Struktur Interaksi Kelompok Elit dalam Pembangunan Penelitian di Tiga Desa Santri

Oleh : Sunyoto Usman

Ikhtisar Bacaan

Subbab 1-2 : Istilah elit yang sering terkesan buruk sebenarnya dalam sosiologi didefinisikan sebagai anggota suatu kelompok kecil atau minoritas superior dalam masyarakat yang tergolong disegani, dihormati, kaya serta berkuasa dan posisi berada di puncak strata.Lain lagi dengan mayoritas inferior atau disebut massa yang posisi berada di bawah dan tidak mampu mengendalikan perekonomian dan politik.

Subbab 3    :  Dua pendapat mengenai lahirnya kelompok elit yaitu berasal dari proses alami yang dipilih oleh Tuhan untuk memiliki kemampuan lebih dan pendapat lainnya yaitu lahir akibat dari kompleksitas organisasi sosial.

Subbab 4    : Jumlah anggota kelompok elit tidak terlalu banyak di pedesaan. Mereka diantaranya yang berjabatan formal, guru, petani kaya, para pegawai negeri, dan juga informal leaders.

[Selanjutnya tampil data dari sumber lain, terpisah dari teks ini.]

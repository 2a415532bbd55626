use {
    crate::{Error, Record, Result, SlotMut, classify},
    indexmap::IndexSet,
    serde_json::Value,
    std::{
        any::{TypeId, type_name},
        cell::RefCell,
    },
    tracing::{instrument, trace},
};

thread_local! {
    /// Records being decoded from the current document, innermost last.
    static PATH: RefCell<IndexSet<TypeId>> = Default::default();
}

/// Whether a record of this type is already being decoded from the current
/// document, through a chain of inline fields.
pub(crate) fn on_path(type_id: TypeId) -> bool {
    PATH.with_borrow(|path| path.contains(&type_id))
}

/// Runs `decode` against a document of its own, with an empty path.
pub(crate) fn detached<T>(decode: impl FnOnce() -> Result<T>) -> Result<T> {
    let outer = PATH.take();
    let decoded = decode();
    PATH.set(outer);
    decoded
}

fn within<R: Record>(decode: impl FnOnce() -> Result<R>) -> Result<R> {
    if !PATH.with_borrow_mut(|path| path.insert(TypeId::of::<R>())) {
        return Err(Error::UnsupportedShape {
            type_name: type_name::<R>(),
            reason: "inline record repeats itself",
        });
    }
    let decoded = decode();
    PATH.with_borrow_mut(IndexSet::pop);
    decoded
}

/// Decodes a flat object into `record`.
///
/// Ordinary fields read their own key. Inline fields receive the *whole*
/// document, so sibling inline records may each pick up the same key. The
/// record is rebuilt from its default and only replaced once every field has
/// been decoded. An optional inline record of a type that is already being
/// decoded from the same document is left absent.
#[instrument(level = "trace", skip_all, fields(record = type_name::<R>()))]
pub fn unflatten_record<R: Record>(record: &mut R, document: &Value) -> Result<()> {
    let map = document
        .as_object()
        .ok_or_else(|| Error::unexpected("object", document))?;
    within(|| {
        let mut fresh = R::default();
        R::FIELDS
            .iter()
            .zip(fresh.slots_mut())
            .try_for_each(|(field, slot)| {
                let class = classify(field);
                match (slot, class.inline) {
                    _ if class.skip => Ok(()),
                    (SlotMut::Skipped, _) => Ok(()),
                    (SlotMut::Inline(target), true) => {
                        trace!(field = field.name, "fanning out whole document");
                        target.unflatten(document)
                    }
                    (SlotMut::Plain(target), false) => match map.get(class.name) {
                        None => Ok(()),
                        Some(value) => target.decode(value).map_err(|source| Error::Field {
                            field: class.name.to_string(),
                            source,
                        }),
                    },
                    (SlotMut::Nested(target), false) => match map.get(class.name) {
                        None => Ok(()),
                        Some(value) => detached(|| target.unflatten(value)),
                    },
                    (SlotMut::Inline(_), false) | (SlotMut::Plain(_) | SlotMut::Nested(_), true) => {
                        Err(Error::UnsupportedShape {
                            type_name: type_name::<R>(),
                            reason: "field accessor disagrees with its tag",
                        })
                    }
                }
            })?;
        Ok(fresh)
    })
    .map(|fresh| *record = fresh)
}

#[cfg(test)]
mod tests {
    use {super::*, crate::ErrorKind, serde_json::json};

    crate::record! {
        #[derive(Debug, Default, Clone, PartialEq)]
        pub struct Speed {
            #[tag("limit")]
            pub limit: u32,
        }
    }

    crate::record! {
        #[derive(Debug, Default, Clone, PartialEq)]
        pub struct Road {
            #[tag("name")]
            pub name: String,
            #[tag("lanes")]
            pub lanes: u8,
            #[tag("", inline)]
            pub speed: Option<Speed>,
            #[tag(-)]
            pub visits: u32,
        }
    }

    #[test]
    fn test_missing_keys_keep_defaults() {
        let mut road = Road::default();
        unflatten_record(&mut road, &json!({"name": "A1"})).unwrap();
        assert_eq!(
            road,
            Road {
                name: "A1".into(),
                lanes: 0,
                speed: Some(Speed { limit: 0 }),
                visits: 0,
            }
        );
    }

    #[test]
    fn test_destination_is_rebuilt() {
        let mut road = Road {
            name: "old".into(),
            lanes: 4,
            speed: None,
            visits: 9,
        };
        unflatten_record(&mut road, &json!({"name": "new", "limit": 80})).unwrap();
        assert_eq!(road.lanes, 0);
        assert_eq!(road.visits, 0);
        assert_eq!(road.speed, Some(Speed { limit: 80 }));
    }

    #[test]
    fn test_type_mismatch_names_field_and_leaves_destination() {
        let mut road = Road {
            name: "kept".into(),
            ..Default::default()
        };
        let err = unflatten_record(&mut road, &json!({"name": "A2", "lanes": "two"})).unwrap_err();
        assert_eq!(err.kind(), ErrorKind::FieldConversion);
        assert!(matches!(&err, Error::Field { field, .. } if field == "lanes"));
        assert_eq!(road.name, "kept");
    }

    #[test]
    fn test_non_object_document() {
        let err = unflatten_record(&mut Road::default(), &json!([{"name": "A3"}])).unwrap_err();
        assert!(matches!(
            err,
            Error::UnexpectedShape {
                expected: "object",
                found: "array"
            }
        ));
    }

    #[test]
    fn test_inline_conversion_failure_aborts() {
        let err = unflatten_record(&mut Road::default(), &json!({"limit": -1})).unwrap_err();
        assert!(matches!(&err, Error::Field { field, .. } if field == "limit"));
    }

    crate::record! {
        #[derive(Debug, Default, Clone, PartialEq)]
        pub struct Station {
            #[tag("code")]
            pub code: String,
            #[tag("", inline)]
            pub line: Line,
        }
    }

    crate::record! {
        #[derive(Debug, Default, Clone, PartialEq)]
        pub struct Line {
            #[tag("color")]
            pub color: String,
            #[tag("", inline)]
            pub terminus: Option<Box<Station>>,
        }
    }

    #[test]
    fn test_inline_cycle_through_another_record_stops() {
        let mut station = Station::default();
        unflatten_record(&mut station, &json!({"code": "K1", "color": "red"})).unwrap();
        assert_eq!(station.code, "K1");
        assert_eq!(station.line.color, "red");
        assert_eq!(station.line.terminus, None);
        assert!(!on_path(TypeId::of::<Station>()));
    }
}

Subbab 5    :  Dalam studi-studi diungkapkan bahwa kelompok elit sangat potensial sebagai agen perubahan.Namun,sampai saat ini studi lebih menekankan pada elit-elit institusional dan sebenarnya dapat ditemukan diluar garis birokrasi seperti garis keturunan.

Ruang Lingkup

Subbab 6   : Tokoh agama di kalangan masyarakat desa santri juga terlihat mapan dalam berpolitik sehingga menjadikan mereka suatu kelas intelektual tersendiri yang mandiri dan bijaksana dalam pengambilan keputusan.

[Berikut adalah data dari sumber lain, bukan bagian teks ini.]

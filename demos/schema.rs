//! Prints the JSON Schema of a flat `User` document.
//!
//! Pass `merge` to copy inline properties into the parent instead of listing
//! them under `anyOf`.

mod users;

use {
    anyhow::{Context, Result},
    serde_inline::{SchemaOptions, Strategy},
    users::User,
};

fn main() -> Result<()> {
    let strategy = match std::env::args().nth(1).as_deref() {
        Some("merge") => Strategy::Merge,
        _ => Strategy::Alternatives,
    };
    let schema = serde_inline::schema_for::<User>(SchemaOptions::default().with_strategy(strategy))
        .context("generating schema")?;
    serde_json::to_string_pretty(schema.as_value())
        .context("printing schema")
        .map(|output| println!("{output}"))
}
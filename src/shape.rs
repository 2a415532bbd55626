//! Static type descriptors.
//!
//! A [`Shape`] describes what the schema side needs to know about a type:
//! whether it is a record, a sequence, an optional wrapper or an opaque leaf.
//! Children are reached through `fn` pointers, so self-referential types can
//! be described without building an infinite value.

use {
    crate::{Field, Record},
    schemars::{JsonSchema, Schema, SchemaGenerator},
    std::any::{TypeId, type_name},
};

#[derive(Debug, Clone, Copy)]
pub enum Shape {
    /// Value converted as a whole, described by `schemars`.
    Leaf(fn(&mut SchemaGenerator) -> Schema),
    /// One optional/nullable layer around another shape.
    Optional(fn() -> Shape),
    /// Ordered sequence; `len` is set for fixed-size arrays.
    Sequence { items: fn() -> Shape, len: Option<usize> },
    Record(RecordShape),
    /// Field that is never read nor written.
    Skipped,
}

#[derive(Debug, Clone, Copy)]
pub struct RecordShape {
    pub type_id: TypeId,
    pub type_name: &'static str,
    pub fields: &'static [Field],
    /// Field shapes, aligned with `fields`.
    pub shapes: fn() -> Vec<Shape>,
}

impl Shape {
    pub fn leaf<T: JsonSchema>() -> Self {
        Shape::Leaf(|generator: &mut SchemaGenerator| generator.subschema_for::<T>())
    }

    pub fn record<R: Record>() -> Self {
        Shape::Record(RecordShape {
            type_id: TypeId::of::<R>(),
            type_name: type_name::<R>(),
            fields: R::FIELDS,
            shapes: R::shapes,
        })
    }

    /// Removes one optional layer, if any.
    pub fn strip_optional(self) -> (Self, bool) {
        match self {
            Shape::Optional(inner) => (inner(), true),
            other => (other, false),
        }
    }
}

impl RecordShape {
    pub fn fields(&self) -> impl Iterator<Item = (&'static Field, Shape)> {
        self.fields.iter().zip((self.shapes)())
    }
}
//! Writes a list of DNS server options, each with the settings of its
//! transport inlined.

mod options;

use {
    anyhow::{Context, Result},
    options::{
        DialerOption, DnsServerOption, LocalDnsServerOption, ServerOptions, TlsDnsServerOption,
        UdpDnsServerOption,
    },
    serde_json::json,
};

fn main() -> Result<()> {
    let options = vec![
        DnsServerOption {
            kind: "local".into(),
            tag: "local-dns".into(),
            local: LocalDnsServerOption { prefer_go: true },
            ..Default::default()
        },
        DnsServerOption {
            kind: "udp".into(),
            tag: "udp-dns".into(),
            udp: UdpDnsServerOption {
                server: ServerOptions {
                    server: "1.1.1.1".into(),
                    server_port: 53,
                },
                dialer: DialerOption { timeout: 10 },
            },
            ..Default::default()
        },
        DnsServerOption {
            kind: "tls".into(),
            tag: "tls-dns".into(),
            tls: TlsDnsServerOption {
                server: ServerOptions {
                    server: "dns.google".into(),
                    server_port: 853,
                },
                tls: Some(json!({"sni": "dns.google"})),
            },
            ..Default::default()
        },
    ];

    serde_inline::to_string_pretty(&options)
        .context("encoding options")
        .map(|output| println!("{output}"))
}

Subbab 7   : Anggota masyarakat masih diharapkan untuk ikut andil dan aktif dalam perencanaan organisasi sosial dan menunjang implementasi pembangunan.

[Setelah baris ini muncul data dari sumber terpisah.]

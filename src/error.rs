#[derive(Debug, thiserror::Error)]
pub enum Error {
    #[error("parsing flat document")]
    Parse(#[source] serde_json::Error),
    #[error("encoding flat document")]
    Encode(#[source] serde_json::Error),
    #[error("unexpected document shape, expected {expected}, found {found}")]
    UnexpectedShape {
        expected: &'static str,
        found: &'static str,
    },
    #[error("expected {expected} elements, found {found}")]
    LengthMismatch { expected: usize, found: usize },
    #[error("converting field '{field}'")]
    Field {
        field: String,
        #[source]
        source: serde_json::Error,
    },
    #[error("converting value")]
    Value(#[source] serde_json::Error),
    #[error("inline field '{field}' must flatten to an object, found {found}")]
    InlineNotObject { field: String, found: &'static str },
    #[error("unsupported shape for {type_name}: {reason}")]
    UnsupportedShape {
        type_name: &'static str,
        reason: &'static str,
    },
}

/// Coarse classification of an [`Error`], for callers that branch on it.
#[derive(Debug, Clone, Copy, PartialEq, Eq, Hash)]
pub enum ErrorKind {
    /// The input does not parse, or is an object where an array was expected
    /// (or the other way around), or has the wrong length.
    MalformedDocument,
    /// A single value could not be converted to or from its declared type.
    FieldConversion,
    /// A schema and a type descriptor (or a record table) do not line up.
    UnsupportedShape,
}

impl Error {
    pub fn kind(&self) -> ErrorKind {
        match self {
            Error::Parse(_) | Error::UnexpectedShape { .. } | Error::LengthMismatch { .. } => {
                ErrorKind::MalformedDocument
            }
            Error::Encode(_) | Error::Field { .. } | Error::Value(_) | Error::InlineNotObject { .. } => {
                ErrorKind::FieldConversion
            }
            Error::UnsupportedShape { .. } => ErrorKind::UnsupportedShape,
        }
    }

    pub(crate) fn unexpected(expected: &'static str, found: &serde_json::Value) -> Self {
        Error::UnexpectedShape {
            expected,
            found: crate::inline::kind_of(found),
        }
    }
}

pub type Result<T> = std::result::Result<T, self::Error>;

Subbab 8  : Dalam penelitian, peran kelompok elit-lah yang terlibat inisiatif dalam pengambilan keputusan namun tidak seluruh kelompok elit yang berpengaruh besar.

Subbab 9-10 : Penelitian yang dilakukan bertujuan untuk mengetahui posisi masing-masing kelompok elit dalam jaringan interaksinya. Namun terdapat kendala karena proyek pembangunan di pedesaan berkesinambungan dari proyek sebelumnya, memakan waktu lama, dan tak semua proyek itu dilibatkan oleh kelompok elit.

Subbab 11   : Pembatasan analisa penelitian ini pada tiga macam proyek pembangunan yaitu Supra Insus Padi, Tebu Rakyat Intensifikasi (TRI) dan Bantuan Desa. Selain itu, institusi yang dilibatkan adalah Lembaga Ketahanan Masyarakat Desa (LKMD) dan Lembaga Musyawarah Desa) LMD.

Subbab 12 : Dalam hal pembatasan lingkup analisa, aspek integrasi saja yang dilihat untuk mencegah kompleksitas penyajian. Aspek menunjuk kepada para elit desa yang tak selalu dalam satu pandangan dan banyak dijumpai kendala dalam memelihara integrasi.

Pendekatan

Subba 13-16 :Terdapat tiga macam pendekatan dalam penelitian yang diselenggrakan di tiga desa santri dalam wilayah Kabupaten Jombang, Jawa Timur. Dengan menggabungkan ketiga pendekatan, bisa diperoleh responden utama yaitu 37 pamong desa, 18 pemuka agama dan 24 petani kaya.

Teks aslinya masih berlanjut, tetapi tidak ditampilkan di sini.